Award-winning essayist Lucas Mann delivers a powerful debut in his telling of the story of the 2010 season of the Clinton LumberKings. Along the Mississippi River, in a Depression-era stadium, young prospects from all over the world compete for a chance to move up through the baseball ranks to the major leagues. Their coaches, some of whom have spent nearly half a century in the game, watch from the dugout. In the bleachers, local fans call out from the same seats they’ve occupied year after year. And in the distance, smoke rises from the largest remaining factory in a town that once had more millionaires per capita than any other in America.

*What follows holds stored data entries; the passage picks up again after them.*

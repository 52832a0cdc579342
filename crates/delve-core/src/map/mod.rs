//! Map assembly
//!
//! Contains the tile enumeration, rooms with their door registry, the
//! occupancy grid, the growth algorithm, and the painter seam toward
//! the external renderer.

mod errors;
mod generation;
mod grid;
mod painter;
mod room;
mod tile;

pub use errors::GenerationError;
pub use generation::{GenOptions, generate_map, generate_map_with};
pub use grid::Grid;
pub use painter::MapPainter;
pub use room::{DoorSide, Room};
pub use tile::TileKind;
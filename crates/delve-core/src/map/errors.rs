//! Generation failure types.

use thiserror::Error;

/// Fatal outcomes of a generation run.
///
/// Retry exhaustion fails the whole call; a map with fewer rooms than
/// requested is never returned silently.
#[derive(Error, Debug, Clone, Copy, PartialEq, Eq)]
pub enum GenerationError {
    /// The seed room never found an in-bounds anchor
    #[error("seed room placement failed after {attempts} attempts")]
    SeedExhausted { attempts: u32 },

    /// A growth step ran out of placement attempts
    #[error("map growth stalled after {placed} of {requested} rooms")]
    GrowthExhausted { placed: u32, requested: u32 },
}
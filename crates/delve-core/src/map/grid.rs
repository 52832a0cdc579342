//! Occupancy grid: the finished map artifact.

use serde::{Deserialize, Serialize};

use super::painter::MapPainter;
use super::room::Room;
use super::tile::TileKind;

/// Width x height tile map plus the rooms inserted into it.
///
/// The room list keeps insertion order; it exists for iteration and
/// draw order, not spatial lookup. Collision checks run against the
/// tile buffer.
#[derive(Debug, Clone, PartialEq, Eq, Serialize, Deserialize)]
pub struct Grid {
    /// Map width in tiles
    pub width: i32,
    /// Map height in tiles
    pub height: i32,
    tiles: Vec<TileKind>,
    rooms: Vec<Room>,
}

impl Grid {
    /// Create an empty grid; every tile starts unclaimed
    pub fn new(width: i32, height: i32) -> Self {
        assert!(width > 0 && height > 0, "degenerate grid {width}x{height}");
        Self {
            width,
            height,
            tiles: vec![TileKind::None; (width * height) as usize],
            rooms: Vec::new(),
        }
    }

    /// Tile at (x, y); any coordinate outside the allocated extent
    /// reads as `TileKind::None`
    pub fn tile_at(&self, x: i32, y: i32) -> TileKind {
        if x < 0 || y < 0 || x >= self.width || y >= self.height {
            return TileKind::None;
        }
        self.tiles[(y * self.width + x) as usize]
    }

    /// Check whether a width x height rectangle anchored at (x, y)
    /// leaves the grid or touches any claimed tile. The full footprint
    /// is checked: partial overlap is still a collision.
    pub fn collides(&self, width: i32, height: i32, x: i32, y: i32) -> bool {
        if x < 0 || y < 0 || x + width > self.width || y + height > self.height {
            return true;
        }
        for i in x..x + width {
            for j in y..y + height {
                if self.tile_at(i, j).is_claimed() {
                    return true;
                }
            }
        }
        false
    }

    /// Copy a room's tiles into the grid and append it to the room
    /// list.
    ///
    /// The caller has already established the placement is
    /// collision-free; `insert` does not re-check.
    pub fn insert(&mut self, room: Room) {
        for ly in 0..room.height {
            for lx in 0..room.width {
                let idx = ((room.y + ly) * self.width + room.x + lx) as usize;
                self.tiles[idx] = room.tile_at(lx, ly);
            }
        }
        self.rooms.push(room);
    }

    /// Find an anchor for a width x height rectangle that covers the
    /// point (x, y).
    ///
    /// Offsets are swept in raster order (i outer over [0, width), j
    /// inner over [0, height)), testing anchor (x - i, y - j) and
    /// returning the first anchor that does not collide. First-found
    /// in this exact order, not nearest-fit: layouts reproduce only if
    /// the iteration order is preserved.
    pub fn find_fit(&self, x: i32, y: i32, width: i32, height: i32) -> Option<(i32, i32)> {
        for i in 0..width {
            for j in 0..height {
                if !self.collides(width, height, x - i, y - j) {
                    return Some((x - i, y - j));
                }
            }
        }
        None
    }

    /// Rooms in insertion order
    pub fn rooms(&self) -> &[Room] {
        &self.rooms
    }

    pub(crate) fn room_mut(&mut self, index: usize) -> &mut Room {
        &mut self.rooms[index]
    }

    /// Number of floor tiles currently claimed
    pub fn floor_count(&self) -> usize {
        self.tiles.iter().filter(|&&t| t == TileKind::Floor).count()
    }

    /// Emit the whole map to a painter, newest room first: a room's
    /// entry door is recorded on its parent, which draws later and
    /// overdraws the shared wall segment.
    pub fn draw<P: MapPainter>(&self, painter: &mut P) {
        for room in self.rooms.iter().rev() {
            room.draw(painter);
        }
    }
}

#[cfg(test)]
mod tests {
    use super::*;

    #[test]
    fn test_tile_at_out_of_range_is_none() {
        let grid = Grid::new(4, 4);
        assert_eq!(grid.tile_at(-1, 0), TileKind::None);
        assert_eq!(grid.tile_at(0, -1), TileKind::None);
        assert_eq!(grid.tile_at(4, 0), TileKind::None);
        assert_eq!(grid.tile_at(0, 4), TileKind::None);
    }

    #[test]
    fn test_collides_at_bounds() {
        let grid = Grid::new(8, 8);
        assert!(grid.collides(3, 3, -1, 0));
        assert!(grid.collides(3, 3, 0, -1));
        assert!(grid.collides(3, 3, 6, 0));
        assert!(grid.collides(3, 3, 0, 6));
        assert!(!grid.collides(3, 3, 5, 5));
        assert!(!grid.collides(8, 8, 0, 0));
    }

    #[test]
    fn test_collides_with_claimed_tiles() {
        let mut grid = Grid::new(8, 8);
        grid.insert(Room::new(2, 2, 3, 3));

        // overlaps the claimed block
        assert!(grid.collides(2, 2, 4, 4));
        // clears it to the right
        assert!(!grid.collides(2, 2, 5, 2));
    }

    #[test]
    fn test_insert_copies_room_tiles() {
        let mut grid = Grid::new(6, 6);
        grid.insert(Room::new(1, 2, 3, 2));

        assert_eq!(grid.rooms().len(), 1);
        assert_eq!(grid.floor_count(), 6);
        assert_eq!(grid.tile_at(1, 2), TileKind::Floor);
        assert_eq!(grid.tile_at(3, 3), TileKind::Floor);
        assert_eq!(grid.tile_at(4, 2), TileKind::None);
        assert_eq!(grid.tile_at(0, 0), TileKind::None);
    }

    #[test]
    fn test_find_fit_empty_grid_anchors_at_point() {
        let grid = Grid::new(10, 10);
        assert_eq!(grid.find_fit(4, 5, 3, 2), Some((4, 5)));
    }

    #[test]
    fn test_find_fit_sweeps_columns_before_rows() {
        let mut grid = Grid::new(10, 10);
        // (5, 6) is covered by the anchor (4, 5) footprint but not by
        // (4, 4) or (3, 5); only the i-outer/j-inner sweep picks (4, 4)
        grid.insert(Room::new(5, 6, 1, 1));
        assert_eq!(grid.find_fit(4, 5, 2, 2), Some((4, 4)));
    }

    #[test]
    fn test_find_fit_reports_no_anchor() {
        let mut grid = Grid::new(4, 4);
        grid.insert(Room::new(0, 0, 4, 4));
        assert_eq!(grid.find_fit(2, 2, 2, 2), None);

        // a 5-wide rectangle can never fit a 4-wide grid
        assert_eq!(Grid::new(4, 4).find_fit(0, 0, 5, 1), None);
    }

    #[test]
    fn test_draw_order_is_reverse_insertion() {
        struct FirstTile(Option<(i32, i32)>);
        impl MapPainter for FirstTile {
            fn draw_tile(&mut self, x: i32, y: i32, _kind: TileKind) {
                if self.0.is_none() {
                    self.0 = Some((x, y));
                }
            }
            fn draw_wall(&mut self, _x1: i32, _y1: i32, _x2: i32, _y2: i32) {}
            fn draw_door(&mut self, _x1: i32, _y1: i32, _x2: i32, _y2: i32) {}
        }

        let mut grid = Grid::new(10, 10);
        grid.insert(Room::new(0, 0, 2, 2));
        grid.insert(Room::new(7, 7, 2, 2));

        let mut painter = FirstTile(None);
        grid.draw(&mut painter);
        assert_eq!(painter.0, Some((7, 7)));
    }
}
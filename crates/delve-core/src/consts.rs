//! Generation constants.

/// Room extent range: each dimension is drawn uniformly from this
/// inclusive range.
pub const MIN_ROOM_EXTENT: i32 = 2;
pub const MAX_ROOM_EXTENT: i32 = 6;

/// Placement attempts allowed per growth step before the run fails
pub const GROWTH_ATTEMPT_LIMIT: u32 = 1000;

/// Map glyphs
pub const S_NONE: char = ' ';
pub const S_FLOOR: char = '.';
pub const S_OBSTACLE: char = '#';
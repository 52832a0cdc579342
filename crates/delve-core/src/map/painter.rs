//! Drawing seam toward the external renderer.

use super::tile::TileKind;

/// Receives draw calls for a finished map.
///
/// Implemented by the rendering collaborator; the core never decides
/// pixels. Boundary calls name two adjacent cells: exactly one of the
/// two coordinate pairs differs by 1, the other is equal.
pub trait MapPainter {
    /// Draw the tile occupying the cell at (x, y)
    fn draw_tile(&mut self, x: i32, y: i32, kind: TileKind);

    /// Draw a wall on the boundary between two adjacent cells
    fn draw_wall(&mut self, x1: i32, y1: i32, x2: i32, y2: i32);

    /// Draw a door on the boundary between two adjacent cells
    fn draw_door(&mut self, x1: i32, y1: i32, x2: i32, y2: i32);
}
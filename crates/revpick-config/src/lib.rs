//! KDL configuration parsing for revpick.
//!
//! This crate handles parsing of:
//! - The chooser strategy and branch specs (revpick.kdl)
//! - Repository location
//! - Build variables for spec expansion

pub mod chooser;
pub mod error;

pub use chooser::{ChooserConfig, RepositoryConfig, load_chooser_config, parse_chooser_config};
pub use error::{ConfigError, ConfigResult};
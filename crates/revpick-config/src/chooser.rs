//! Chooser configuration parsing.
//!
//! ```kdl
//! chooser "most-recent"
//! repository "." remote="origin"
//! branches {
//!     spec "master"
//!     spec "branch-*"
//! }
//! env {
//!     VAR_BRANCH "exist"
//! }
//! ```

use crate::{ConfigError, ConfigResult};
use kdl::{KdlDocument, KdlNode};
use revpick_chooser::{BranchSpec, BuildChooser, Strategy};
use revpick_core::EnvVars;
use serde::{Deserialize, Serialize};
use std::path::Path;

/// Everything needed to run a chooser against a repository.
#[derive(Debug, Clone, Default, PartialEq, Serialize, Deserialize)]
pub struct ChooserConfig {
    /// Selection strategy.
    pub strategy: Strategy,
    /// Branch specs, in priority order.
    pub specs: Vec<BranchSpec>,
    /// Local repository to query.
    pub repository: Option<RepositoryConfig>,
    /// Build variables used to expand specs outside of polling.
    pub env: EnvVars,
}

#[derive(Debug, Clone, PartialEq, Eq, Serialize, Deserialize)]
pub struct RepositoryConfig {
    /// Path to the working copy.
    pub path: String,
    /// Only consider branches of this remote.
    pub remote: Option<String>,
}

impl ChooserConfig {
    /// Build a chooser from this configuration.
    pub fn build_chooser(&self) -> BuildChooser {
        BuildChooser::new(self.strategy, self.specs.clone())
    }
}

/// Read and parse a chooser configuration file.
pub fn load_chooser_config(path: impl AsRef<Path>) -> ConfigResult<ChooserConfig> {
    let text = std::fs::read_to_string(path)?;
    parse_chooser_config(&text)
}

/// Parse a chooser configuration from KDL text.
pub fn parse_chooser_config(kdl: &str) -> ConfigResult<ChooserConfig> {
    let doc: KdlDocument = kdl.parse()?;

    let mut strategy = None;
    let mut specs = Vec::new();
    let mut repository = None;
    let mut env = EnvVars::new();

    for node in doc.nodes() {
        match node.name().value() {
            "chooser" => {
                if strategy.is_some() {
                    return Err(ConfigError::Duplicate("chooser".to_string()));
                }
                strategy = Some(parse_strategy(node)?);
            }
            "repository" => {
                if repository.is_some() {
                    return Err(ConfigError::Duplicate("repository".to_string()));
                }
                repository = Some(parse_repository(node)?);
            }
            "branches" => {
                specs.extend(parse_branches(node)?);
            }
            "env" => {
                if let Some(children) = node.children() {
                    for child in children.nodes() {
                        let key = child.name().value().to_string();
                        if let Some(val) = get_first_string_arg(child) {
                            env.insert(key, val);
                        }
                    }
                }
            }
            _ => {} // Ignore unknown nodes
        }
    }

    if specs.is_empty() {
        specs.push(BranchSpec::new("**"));
    }

    Ok(ChooserConfig {
        strategy: strategy.unwrap_or_default(),
        specs,
        repository,
        env,
    })
}

fn parse_strategy(node: &KdlNode) -> ConfigResult<Strategy> {
    let name = get_first_string_arg(node)
        .ok_or_else(|| ConfigError::MissingField("chooser strategy".to_string()))?;

    name.parse().map_err(|message| ConfigError::InvalidValue {
        field: "chooser".to_string(),
        message,
    })
}

fn parse_repository(node: &KdlNode) -> ConfigResult<RepositoryConfig> {
    let path = get_first_string_arg(node)
        .ok_or_else(|| ConfigError::MissingField("repository path".to_string()))?;

    Ok(RepositoryConfig {
        path,
        remote: get_string_prop(node, "remote"),
    })
}

fn parse_branches(node: &KdlNode) -> ConfigResult<Vec<BranchSpec>> {
    // Both `branches "a" "b"` and a block of `spec "a"` children
    let mut names = get_all_string_args(node);
    if let Some(children) = node.children() {
        for child in children.nodes() {
            match child.name().value() {
                "spec" => names.extend(get_all_string_args(child)),
                other => {
                    return Err(ConfigError::InvalidValue {
                        field: "branches".to_string(),
                        message: format!("unexpected node '{}'", other),
                    });
                }
            }
        }
    }

    names
        .into_iter()
        .map(|name| {
            let spec = BranchSpec::new(name);
            spec.validate()
                .map(|_| spec)
                .map_err(|e| ConfigError::InvalidValue {
                    field: "branch spec".to_string(),
                    message: e.to_string(),
                })
        })
        .collect()
}

// Helper functions for extracting values from KDL nodes

fn get_first_string_arg(node: &KdlNode) -> Option<String> {
    node.entries()
        .iter()
        .find(|e| e.name().is_none())
        .and_then(|e| e.value().as_string())
        .map(|s| s.to_string())
}

fn get_all_string_args(node: &KdlNode) -> Vec<String> {
    node.entries()
        .iter()
        .filter(|e| e.name().is_none())
        .filter_map(|e| e.value().as_string())
        .map(|s| s.to_string())
        .collect()
}

fn get_string_prop(node: &KdlNode, name: &str) -> Option<String> {
    node.get(name)
        .and_then(|v| v.as_string())
        .map(|s| s.to_string())
}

Mann turns his eye on the players, the coaches, the fans, the radio announcer, the town, and finally on himself, a young man raised on baseball, driven to know what still draws him to the stadium. His voice is as fresh and funny as it is poignant, illuminating both the small triumphs and the harsh realities of minor-league ball. Part sports story, part cultural exploration, part memoir, Class A is a moving and unique study of why we play, why we watch, and why we remember.
Hockey
Orr: My Story by Bobby Orr
One of the greatest sports figures of all time breaks his silence in a memoir as unique as the man himself.
He has never written a memoir, authorized a biography, or talked to journalists about his past, but now he is finally ready to tell his story.
Bobby Orr is often referred to as the greatest ever to play the game of hockey. From 1966 through the mid-seventies, he could change a game just by stepping on the ice. No defenseman had ever played the way he did, or received so many trophies, or set so many records, several of which still stand today.
But all the brilliant achievements leave unsaid as much as they reveal. They don’t tell what inspired Orr, what drove him, what it was like for a shy small-town kid to suddenly land in the full glare of the media. They don’t tell what it was like when the agent he regarded as a brother betrayed him and left him in financial ruin. They don’t tell what he thinks of the game of hockey today.
He is speaking out now because “I am a parent and a grandparent and I believe that I have lessons worth passing on.” Orr: My Story is more than a book about hockey—it is about the making of a man.